One tells of a young bride who was keen to cook her newly wed husband a roast. She followed her mother’s recipe and, like her mother did, cut off the ends of the meat before putting it into the pan.

The husband thought the meat was delicious but questioned why she had cut off the ends, which, in his opinion, were the best parts. She responded that it was the way her mother used to do it.

A few weeks later the couple were dining with the wife’s mother, who decided to make the same roast. She too trimmed off the end of the meat. When questioned, she responded it was what her mother did.

A call was made to the grandmothe­r to establish whether cutting the end bit of the meat made it tastier. Grandma’s response was: “Darling, that was the only way it would fit in the pan.”

The point is that all too often we follow tradition blindly. The ANC is no different. Well over a century old, it has a few traditions of its own. One is that the deputy president of the party becomes the president.

It was this tradition that played a big part in Jacob Zuma becoming president. But the tradition is being questioned.

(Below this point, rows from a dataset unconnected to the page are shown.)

impl ViewContext {
    fn defer(&self, after: Duration, deferred: Deferred) {
        let events = self.events.clone();
        tokio::spawn(async move {
            tokio::time::sleep(after).await;
            let _ = events.send(ViewEvent::Timer(deferred));
        });
    }

    pub(crate) fn emit<P: serde::Serialize + ?Sized>(&mut self, name: CommandName, payload: &P) {
        if let Err(e) = self.channel.emit(name.clone(), payload) {
            warn!(command = %name, "emit failed: {}", e);
        }
    }

    fn emit_bare(&mut self, name: CommandName) {
        if let Err(e) = self.channel.emit_envelope(Envelope::bare(name.clone())) {
            warn!(command = %name, "emit failed: {}", e);
        }
    }

    /// Send the editor's current content, tagged with the last host revision
    pub(crate) fn save(&mut self, name: CommandName) {
        let Some(editor) = self.editor.as_ref() else {
            return;
        };
        let edit = EditPayload::tagged(editor.value(), self.revision);
        self.emit(name, &edit);
    }

    fn mac(&self) -> bool {
        is_mac(&self.editor_config.platform)
    }

    /// Replace the document while keeping selection and scroll
    pub(crate) fn replace_content(&mut self, content: &str) {
        let Some(editor) = self.editor.as_mut() else {
            return;
        };
        let cursor = editor.cursor_position();
        self.tracker.capture(&**editor, cursor);
        editor.set_value(content);
        if let Some(generation) = self.tracker.reattach(&mut **editor) {
            self.defer(self.config.restore_delay, Deferred::RestoreSelection { generation });
        }
        self.rewrite_images();
    }

    /// Point local images at the resource origin
    pub(crate) fn rewrite_images(&mut self) {
        let Some(editor) = self.editor.as_mut() else {
            return;
        };
        for (image, src) in editor.rendered_images() {
            if let Some(rewritten) = rewrite_image_src(&src) {
                trace!(%src, %rewritten, "image source rewritten");
                editor.set_image_src(image, &rewritten);
            }
        }
    }

    pub(crate) fn discover(&mut self, attempt: u32) {
        let Some(editor) = self.editor.as_ref() else {
            return;
        };
        if let Some(container) = self.tracker.find_container(&**editor) {
            debug!(attempt, "scroll container attached");
            self.container = Some(container);
            if let Some(top) = self.pending_scroll.take() {
                self.restore_scroll(top);
            }
            return;
        }
        if attempt + 1 >= self.config.discovery_attempts {
            warn!(attempts = attempt + 1, "no scroll container found");
            return;
        }
        trace!(attempt, "scroll container not mounted yet");
        self.defer(
            self.config.discovery_interval,
            Deferred::DiscoverContainer { attempt: attempt + 1 },
        );
    }

    pub(crate) fn restore_scroll(&mut self, top: f64) {
        let Some(editor) = self.editor.as_mut() else {
            return;
        };
        let outcome = self.tracker.scroll_editor(&mut **editor, top, self.config.correction());
        // Window only for now; the container gets it once it mounts
        self.pending_scroll = match outcome {
            ScrollOutcome::Applied { container: None, .. } => Some(top),
            _ => None,
        };
        if let ScrollOutcome::Applied { target, .. } = outcome {
            self.defer(self.config.window_verify_delay, Deferred::VerifyWindowScroll { target });
        }
    }

    pub(crate) fn format(&mut self, kind: FormatKind) {
        let Some(editor) = self.editor.as_mut() else {
            debug!(?kind, "editor not ready, queueing format");
            self.queued_formats.push(kind);
            return;
        };
        format::apply(&mut **editor, kind);
        self.save(CommandName::Save);
    }

    /// Substitute (or drop) an upload placeholder
    pub(crate) fn settle_upload(&mut self, token: u64, uri: Option<&str>) {
        let Some(editor) = self.editor.as_ref() else {
            return;
        };
        let content = editor.value();
        let settled = match uri {
            Some(uri) => self.uploads.resolve(&content, token, uri),
            None => self.uploads.fail(&content, token),
        };
        match settled {
            Settled::Replaced(next) => {
                self.replace_content(&next);
                self.save(CommandName::Save);
            }
            Settled::PlaceholderGone => debug!(token, "placeholder removed before upload settled"),
            Settled::UnknownToken => warn!(token, "upload result for unknown token"),
        }
    }

    fn handle_event(&mut self, event: ViewEvent) {
        match event {
            ViewEvent::Input(content) => {
                if self.editor.is_some() {
                    self.rewrite_images();
                    let edit = EditPayload::tagged(content, self.revision);
                    self.emit(CommandName::Save, &edit);
                }
            }
            ViewEvent::Paste { mime, data } => self.paste(mime, data),
            ViewEvent::Encoded { token, frame } => match frame {
                Ok(frame) => {
                    if let Err(e) = self.channel.send_frame(CommandName::Img, frame) {
                        warn!(token, "upload send failed: {}", e);
                        self.settle_upload(token, None);
                    }
                }
                Err(e) => {
                    warn!(token, "upload encode failed: {}", e);
                    self.settle_upload(token, None);
                }
            },
            ViewEvent::Blur => {
                if let Some(editor) = self.editor.as_ref() {
                    let cursor = editor.cursor_position();
                    self.tracker.capture(&**editor, cursor);
                }
            }
            ViewEvent::Focus => {
                let Some(editor) = self.editor.as_mut() else {
                    return;
                };
                if let Some(generation) = self.tracker.resume(&mut **editor) {
                    self.defer(self.config.restore_delay, Deferred::RestoreSelection { generation });
                }
            }
            ViewEvent::Scrolled { source, raw_top } => {
                if self.editor.is_none() || (source == ScrollSource::Container && self.container.is_none()) {
                    return;
                }
                if let Some(scroll_top) = self.reporter.report(raw_top, Instant::now()) {
                    self.emit(CommandName::Scroll, &ScrollPayload { scroll_top });
                }
            }
            ViewEvent::Key(chord) => self.key(&chord),
            ViewEvent::Menu(action) => self.menu(action),
            ViewEvent::Click(click) => {
                if let Some(url) = link_for_click(&click, self.mac()) {
                    self.emit(CommandName::OpenLink, url.as_str());
                }
            }
            ViewEvent::ToolbarClick(name) => self.toolbar_click(&name),
            ViewEvent::Timer(deferred) => self.timer(deferred),
            ViewEvent::Shutdown => {}
        }
    }

    fn paste(&mut self, mime: String, data: Vec<u8>) {
        let Some(editor) = self.editor.as_mut() else {
            warn!("paste before editor is ready");
            return;
        };
        let token = self.uploads.begin();
        editor.insert_value(&self.uploads.placeholder(token));
        debug!(token, %mime, bytes = data.len(), "upload started");

        let events = self.events.clone();
        tokio::spawn(async move {
            let frame = encode_upload(UploadRequest { token, mime, data })
                .await
                .map_err(|e| e.to_string());
            let _ = events.send(ViewEvent::Encoded { token, frame });
        });
    }

    fn key(&mut self, chord: &KeyChord) {
        match classify_key(chord, self.mac(), self.editor_config.prevent_mac_option_key) {
            KeyAction::EditInHost => self.emit(CommandName::EditInVSCode, &true),
            KeyAction::DeveloperTool => self.emit_bare(CommandName::DeveloperTool),
            KeyAction::Save => self.save(CommandName::DoSave),
            KeyAction::PastePlainText => self.paste_plain_text(),
            KeyAction::PasteOverSelection => {
                let Some(editor) = self.editor.as_mut() else {
                    return;
                };
                if !editor.selected_text().is_empty() {
                    editor.update_value("");
                    self.save(CommandName::Save);
                }
            }
            KeyAction::AutoPair { close } => self.auto_pair(close),
            KeyAction::Suppress | KeyAction::PassThrough => {}
        }
    }

    fn paste_plain_text(&mut self) {
        let Some(editor) = self.editor.as_mut() else {
            return;
        };
        let Some(text) = editor.clipboard_text() else {
            return;
        };
        let text = text.trim();
        if text.is_empty() {
            return;
        }
        editor.insert_value(text);
        self.rewrite_images();
        self.save(CommandName::Save);
    }

    /// Put `close` after the caret and step back over it
    fn auto_pair(&mut self, close: char) {
        let Some(editor) = self.editor.as_mut() else {
            return;
        };
        if !editor.selected_text().is_empty() {
            return;
        }
        editor.insert_value(close.encode_utf8(&mut [0; 4]));
        let inside = editor
            .cursor_position()
            .and_then(|at| editor.range_at(TextSpan::caret(at.saturating_sub(1))));
        if let Some(range) = inside {
            editor.apply_selection(&range);
        }
    }

    fn toolbar_click(&mut self, name: &str) {
        if name != "outline" {
            trace!(name, "toolbar handled in view");
            return;
        }
        self.editor_config.outline = !self.editor_config.outline;
        let enabled = self.editor_config.outline;
        debug!(enabled, "outline toggled");
        self.emit(CommandName::SaveOutline, &enabled);
    }

    fn menu(&mut self, action: MenuAction) {
        let has_selection = self
            .editor
            .as_ref()
            .is_some_and(|editor| !editor.selected_text().is_empty());

        match menu_effect(action, has_selection) {
            MenuEffect::Local => trace!(?action, "handled in view"),
            MenuEffect::Command { id, delete_selection } => {
                if delete_selection {
                    if let Some(editor) = self.editor.as_mut() {
                        editor.update_value("");
                    }
                    self.save(CommandName::Save);
                }
                self.emit(CommandName::Command, id);
            }
            MenuEffect::Export(request) => self.emit(CommandName::Export, &request),
        }
    }

    fn timer(&mut self, deferred: Deferred) {
        match deferred {
            Deferred::RestoreSelection { generation } => {
                let Some(editor) = self.editor.as_mut() else {
                    return;
                };
                match self.tracker.restore_pending(&mut **editor, generation) {
                    RestoreStep::Retry { generation } => {
                        self.defer(
                            self.config.restore_retry_interval,
                            Deferred::RestoreSelection { generation },
                        );
                    }
                    RestoreStep::Restored(tier) => trace!(generation, ?tier, "restore finished"),
                    RestoreStep::Superseded => trace!(generation, "restore superseded"),
                }
            }
            Deferred::DiscoverContainer { attempt } => self.discover(attempt),
            Deferred::VerifyWindowScroll { target } => {
                if let Some(editor) = self.editor.as_mut() {
                    ViewStateTracker::verify_window(&mut **editor, target, self.config.window_tolerance);
                }
            }
        }
    }
}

Last weekend, ANC KwaZulu-Natal leader Sihle Zikalala and his ANC provincial colleagues made it clear that they rejected the tradition, saying a future ANC president should be chosen on their qualities, not the position they held in the party.

His logic is sound. If we are to move forward, we have to constantly question what we do and why we do it.

The mere fact that something was done in the past is no longer good enough.